WHAT YOU WILL DO –
Lift out, unaltered, the lines of the material below between the line holding "options.set_block(ScrollLogicalPosition::Center);" and the line holding "init.set_client_y(y.round() as i32);", counting both.

===== AVAILABLE DATA

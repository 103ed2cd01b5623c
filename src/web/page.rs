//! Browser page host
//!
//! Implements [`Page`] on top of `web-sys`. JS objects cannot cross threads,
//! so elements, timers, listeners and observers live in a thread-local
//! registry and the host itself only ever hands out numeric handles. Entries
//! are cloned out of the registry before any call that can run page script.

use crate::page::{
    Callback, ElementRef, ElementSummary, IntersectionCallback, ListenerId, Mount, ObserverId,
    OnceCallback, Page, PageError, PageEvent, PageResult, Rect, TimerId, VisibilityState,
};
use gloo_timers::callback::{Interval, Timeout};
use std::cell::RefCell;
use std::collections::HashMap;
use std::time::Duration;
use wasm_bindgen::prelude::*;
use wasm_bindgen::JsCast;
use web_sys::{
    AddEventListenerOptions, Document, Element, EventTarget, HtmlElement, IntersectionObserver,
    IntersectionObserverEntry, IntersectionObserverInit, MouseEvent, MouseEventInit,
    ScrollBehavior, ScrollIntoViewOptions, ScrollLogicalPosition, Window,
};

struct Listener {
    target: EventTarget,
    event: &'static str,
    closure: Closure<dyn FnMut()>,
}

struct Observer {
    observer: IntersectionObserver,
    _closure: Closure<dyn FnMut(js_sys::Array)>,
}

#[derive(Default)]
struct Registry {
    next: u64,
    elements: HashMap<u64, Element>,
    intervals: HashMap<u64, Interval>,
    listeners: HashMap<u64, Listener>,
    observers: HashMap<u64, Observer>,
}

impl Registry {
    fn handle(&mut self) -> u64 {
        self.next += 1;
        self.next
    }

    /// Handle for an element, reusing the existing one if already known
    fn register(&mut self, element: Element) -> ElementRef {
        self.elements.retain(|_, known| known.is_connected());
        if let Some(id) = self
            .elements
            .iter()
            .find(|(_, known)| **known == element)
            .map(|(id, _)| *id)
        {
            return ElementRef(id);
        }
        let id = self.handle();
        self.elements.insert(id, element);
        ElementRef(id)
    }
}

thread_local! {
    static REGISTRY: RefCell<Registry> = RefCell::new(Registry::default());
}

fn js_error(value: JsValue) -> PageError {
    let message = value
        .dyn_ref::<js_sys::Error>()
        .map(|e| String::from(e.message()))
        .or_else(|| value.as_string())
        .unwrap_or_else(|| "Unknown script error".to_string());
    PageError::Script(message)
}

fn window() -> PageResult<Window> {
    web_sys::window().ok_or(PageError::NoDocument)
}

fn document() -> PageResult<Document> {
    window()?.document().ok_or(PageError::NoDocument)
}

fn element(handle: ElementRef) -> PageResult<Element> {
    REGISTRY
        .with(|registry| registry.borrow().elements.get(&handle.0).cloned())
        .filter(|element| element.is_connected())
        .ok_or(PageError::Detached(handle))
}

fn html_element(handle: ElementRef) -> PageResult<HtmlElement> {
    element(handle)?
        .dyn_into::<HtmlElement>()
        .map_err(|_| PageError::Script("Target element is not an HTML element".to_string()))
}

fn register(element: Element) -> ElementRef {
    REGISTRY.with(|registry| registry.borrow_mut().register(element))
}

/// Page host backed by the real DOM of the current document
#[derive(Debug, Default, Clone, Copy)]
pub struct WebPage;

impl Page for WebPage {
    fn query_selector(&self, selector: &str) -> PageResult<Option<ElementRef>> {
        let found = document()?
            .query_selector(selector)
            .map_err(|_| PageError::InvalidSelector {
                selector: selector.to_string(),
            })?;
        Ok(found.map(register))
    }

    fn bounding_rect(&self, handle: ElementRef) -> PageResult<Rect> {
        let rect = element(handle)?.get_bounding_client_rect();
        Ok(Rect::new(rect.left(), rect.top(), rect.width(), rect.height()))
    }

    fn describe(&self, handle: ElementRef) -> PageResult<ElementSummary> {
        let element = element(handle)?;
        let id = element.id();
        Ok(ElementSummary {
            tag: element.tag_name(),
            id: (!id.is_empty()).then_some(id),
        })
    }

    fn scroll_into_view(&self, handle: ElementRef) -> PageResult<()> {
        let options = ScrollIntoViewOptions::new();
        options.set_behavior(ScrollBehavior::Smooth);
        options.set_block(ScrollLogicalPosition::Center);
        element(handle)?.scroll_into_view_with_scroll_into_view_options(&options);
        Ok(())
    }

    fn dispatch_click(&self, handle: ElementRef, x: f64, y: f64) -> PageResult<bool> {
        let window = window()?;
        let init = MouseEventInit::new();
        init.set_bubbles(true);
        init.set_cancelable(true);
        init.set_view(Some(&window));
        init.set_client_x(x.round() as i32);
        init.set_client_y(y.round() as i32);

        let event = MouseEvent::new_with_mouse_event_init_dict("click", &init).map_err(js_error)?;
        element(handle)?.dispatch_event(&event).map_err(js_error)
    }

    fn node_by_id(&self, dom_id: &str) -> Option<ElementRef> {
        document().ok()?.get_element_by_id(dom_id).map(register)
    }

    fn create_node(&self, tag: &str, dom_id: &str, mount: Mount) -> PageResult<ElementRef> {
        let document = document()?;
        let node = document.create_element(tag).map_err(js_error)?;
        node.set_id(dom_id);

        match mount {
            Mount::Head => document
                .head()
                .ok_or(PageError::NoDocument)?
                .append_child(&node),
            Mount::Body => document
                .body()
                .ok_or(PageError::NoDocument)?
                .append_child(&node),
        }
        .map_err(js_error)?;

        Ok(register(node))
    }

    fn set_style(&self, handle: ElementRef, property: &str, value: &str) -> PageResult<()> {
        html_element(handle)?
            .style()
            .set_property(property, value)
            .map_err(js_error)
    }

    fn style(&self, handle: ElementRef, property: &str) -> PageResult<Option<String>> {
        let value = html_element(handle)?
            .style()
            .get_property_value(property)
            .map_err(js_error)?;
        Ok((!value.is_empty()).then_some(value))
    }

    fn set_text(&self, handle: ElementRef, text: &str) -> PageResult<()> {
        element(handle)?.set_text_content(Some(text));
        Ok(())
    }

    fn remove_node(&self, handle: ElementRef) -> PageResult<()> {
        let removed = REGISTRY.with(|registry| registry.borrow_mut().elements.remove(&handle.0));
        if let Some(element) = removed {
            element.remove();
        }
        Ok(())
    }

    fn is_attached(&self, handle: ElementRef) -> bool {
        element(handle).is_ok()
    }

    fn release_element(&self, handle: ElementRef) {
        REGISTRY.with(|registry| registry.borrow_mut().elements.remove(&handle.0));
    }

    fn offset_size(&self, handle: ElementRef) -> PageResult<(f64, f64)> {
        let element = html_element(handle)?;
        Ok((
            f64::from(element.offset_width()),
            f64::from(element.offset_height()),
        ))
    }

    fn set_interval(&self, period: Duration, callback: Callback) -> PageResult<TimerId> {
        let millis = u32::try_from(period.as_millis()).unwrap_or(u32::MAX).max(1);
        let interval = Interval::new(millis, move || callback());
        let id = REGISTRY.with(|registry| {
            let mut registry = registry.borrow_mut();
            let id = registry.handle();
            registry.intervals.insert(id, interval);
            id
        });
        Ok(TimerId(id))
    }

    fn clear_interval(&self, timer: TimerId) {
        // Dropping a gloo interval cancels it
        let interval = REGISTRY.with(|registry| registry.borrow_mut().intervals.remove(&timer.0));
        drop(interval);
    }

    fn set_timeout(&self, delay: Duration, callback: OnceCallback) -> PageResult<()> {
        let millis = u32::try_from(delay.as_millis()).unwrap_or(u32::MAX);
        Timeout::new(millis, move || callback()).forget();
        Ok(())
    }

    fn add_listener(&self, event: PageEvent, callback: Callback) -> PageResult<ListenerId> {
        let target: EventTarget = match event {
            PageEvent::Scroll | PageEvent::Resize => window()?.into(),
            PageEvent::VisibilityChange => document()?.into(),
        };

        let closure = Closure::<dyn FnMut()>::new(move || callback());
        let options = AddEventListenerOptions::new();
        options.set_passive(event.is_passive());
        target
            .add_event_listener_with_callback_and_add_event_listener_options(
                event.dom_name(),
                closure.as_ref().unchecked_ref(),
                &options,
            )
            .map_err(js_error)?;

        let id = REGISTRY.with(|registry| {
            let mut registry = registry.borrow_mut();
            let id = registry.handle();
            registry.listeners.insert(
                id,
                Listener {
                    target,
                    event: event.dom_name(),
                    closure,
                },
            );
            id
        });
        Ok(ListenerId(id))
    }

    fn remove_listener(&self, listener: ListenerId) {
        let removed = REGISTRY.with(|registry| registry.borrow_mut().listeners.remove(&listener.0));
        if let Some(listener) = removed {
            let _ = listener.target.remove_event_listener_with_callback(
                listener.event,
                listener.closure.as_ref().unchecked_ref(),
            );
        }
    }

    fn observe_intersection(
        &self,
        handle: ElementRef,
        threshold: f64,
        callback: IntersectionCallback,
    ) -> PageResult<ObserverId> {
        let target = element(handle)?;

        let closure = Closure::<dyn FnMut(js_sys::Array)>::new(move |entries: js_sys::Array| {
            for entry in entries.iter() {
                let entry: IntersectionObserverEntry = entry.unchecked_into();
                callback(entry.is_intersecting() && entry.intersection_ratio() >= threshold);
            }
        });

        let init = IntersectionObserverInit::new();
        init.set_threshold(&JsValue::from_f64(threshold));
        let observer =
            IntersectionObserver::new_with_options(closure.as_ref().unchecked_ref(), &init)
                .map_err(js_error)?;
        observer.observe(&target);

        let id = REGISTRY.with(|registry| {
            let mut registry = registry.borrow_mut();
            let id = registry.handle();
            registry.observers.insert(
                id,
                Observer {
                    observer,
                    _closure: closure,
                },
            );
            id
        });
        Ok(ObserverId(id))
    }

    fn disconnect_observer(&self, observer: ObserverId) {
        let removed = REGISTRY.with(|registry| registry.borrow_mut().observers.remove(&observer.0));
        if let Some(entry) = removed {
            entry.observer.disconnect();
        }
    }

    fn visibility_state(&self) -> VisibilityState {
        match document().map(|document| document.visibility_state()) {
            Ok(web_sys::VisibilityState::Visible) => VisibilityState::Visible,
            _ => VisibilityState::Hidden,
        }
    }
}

==========

YOUR RESPONSE –
        options.set_block(ScrollLogicalPosition::Center);
        element(handle)?.scroll_into_view_with_scroll_into_view_options(&options);
        Ok(())
    }

    fn dispatch_click(&self, handle: ElementRef, x: f64, y: f64) -> PageResult<bool> {
        let window = window()?;
        let init = MouseEventInit::new();
        init.set_bubbles(true);
        init.set_cancelable(true);
        init.set_view(Some(&window));
        init.set_client_x(x.round() as i32);
        init.set_client_y(y.round() as i32);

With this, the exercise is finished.